- **DATA TO PROCESS**
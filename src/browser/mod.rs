//! 浏览器协作方边界：感知（页面状态摘要）与执行（导航、点击、输入等）
//!
//! 真正的浏览器控制在运行时之外实现；这里只定义接口，外加一个内存实现 MockBrowser 供测试与演示。

pub mod mock;

use async_trait::async_trait;
use serde::{Deserialize, Serialize};
use thiserror::Error;

pub use mock::{MockBrowser, MockElement};

#[derive(Debug, Clone, PartialEq, Eq, Serialize, Deserialize)]
pub struct TabInfo {
    pub id: u32,
    pub url: String,
    pub title: String,
}

/// 当前页面的文本（可选截图）描述，可直接拼入 prompt
#[derive(Debug, Clone, Default, PartialEq, Serialize, Deserialize)]
pub struct WorldState {
    pub url: String,
    pub title: String,
    /// 扁平化后的可交互元素列表，如 `[3]<button>Search</button>`
    pub summary_text: String,
    #[serde(default)]
    pub tabs: Vec<TabInfo>,
    /// base64 data URL
    #[serde(default)]
    pub screenshot: Option<String>,
}

#[derive(Error, Debug, Clone, PartialEq)]
pub enum BrowserError {
    #[error("element with index {0} does not exist")]
    ElementNotFound(usize),

    #[error("tab {0} does not exist")]
    TabNotFound(u32),

    #[error("navigation failed: {0}")]
    Navigation(String),

    #[error("{0}")]
    Other(String),
}

#[derive(Debug, Clone, Copy, PartialEq, Eq)]
pub enum ScrollDirection {
    Up,
    Down,
}

/// 感知提供方
#[async_trait]
pub trait PerceptionProvider: Send + Sync {
    async fn world_state(&self, use_vision: bool) -> Result<WorldState, BrowserError>;
}

/// 浏览器执行方：只在已注册动作的 handler 中调用
#[async_trait]
pub trait BrowserActuator: Send + Sync {
    async fn navigate(&self, url: &str) -> Result<(), BrowserError>;

    async fn go_back(&self) -> Result<(), BrowserError>;

    async fn click_element(&self, index: usize) -> Result<(), BrowserError>;

    async fn input_text(&self, index: usize, text: &str) -> Result<(), BrowserError>;

    /// amount 为像素；None 表示一屏
    async fn scroll(&self, direction: ScrollDirection, amount: Option<u32>)
        -> Result<(), BrowserError>;

    /// 返回是否找到文本
    async fn scroll_to_text(&self, text: &str) -> Result<bool, BrowserError>;

    async fn send_keys(&self, keys: &str) -> Result<(), BrowserError>;

    async fn switch_tab(&self, tab_id: u32) -> Result<(), BrowserError>;

    /// 返回新标签页 id
    async fn open_tab(&self, url: &str) -> Result<u32, BrowserError>;

    async fn close_tab(&self, tab_id: u32) -> Result<(), BrowserError>;

    async fn dropdown_options(&self, index: usize) -> Result<Vec<String>, BrowserError>;

    async fn select_dropdown_option(&self, index: usize, text: &str) -> Result<(), BrowserError>;
}
//! done：结束任务并给出最终答案

use async_trait::async_trait;
use schemars::JsonSchema;
use serde::Deserialize;
use serde_json::Value;

use crate::browser::BrowserActuator;
use crate::core::AgentError;
use crate::tools::schema::{parse_args, schema_of};
use crate::tools::{Action, ActionResult};

fn default_success() -> bool {
    true
}

#[derive(Debug, Deserialize, JsonSchema)]
pub struct DoneArgs {
    /// 给用户的最终答案
    pub text: String,
    /// 任务是否成功完成（默认 true）
    #[serde(default = "default_success")]
    pub success: bool,
}

pub struct DoneAction;

#[async_trait]
impl Action for DoneAction {
    fn name(&self) -> &str {
        "done"
    }

    fn description(&self) -> &str {
        "Complete the task and report the final answer to the user"
    }

    fn parameters_schema(&self) -> Value {
        schema_of::<DoneArgs>()
    }

    async fn execute(
        &self,
        args: Value,
        _browser: &dyn BrowserActuator,
    ) -> Result<ActionResult, AgentError> {
        let args: DoneArgs = parse_args(self.name(), args)?;
        Ok(ActionResult::done(args.text, args.success))
    }
}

- **YOUR TASK**
Copy every line above that includes the string "amount".

- **EXERCISE SOLUTION**
    /// amount 为像素；None 表示一屏
    async fn scroll(&self, direction: ScrollDirection, amount: Option<u32>)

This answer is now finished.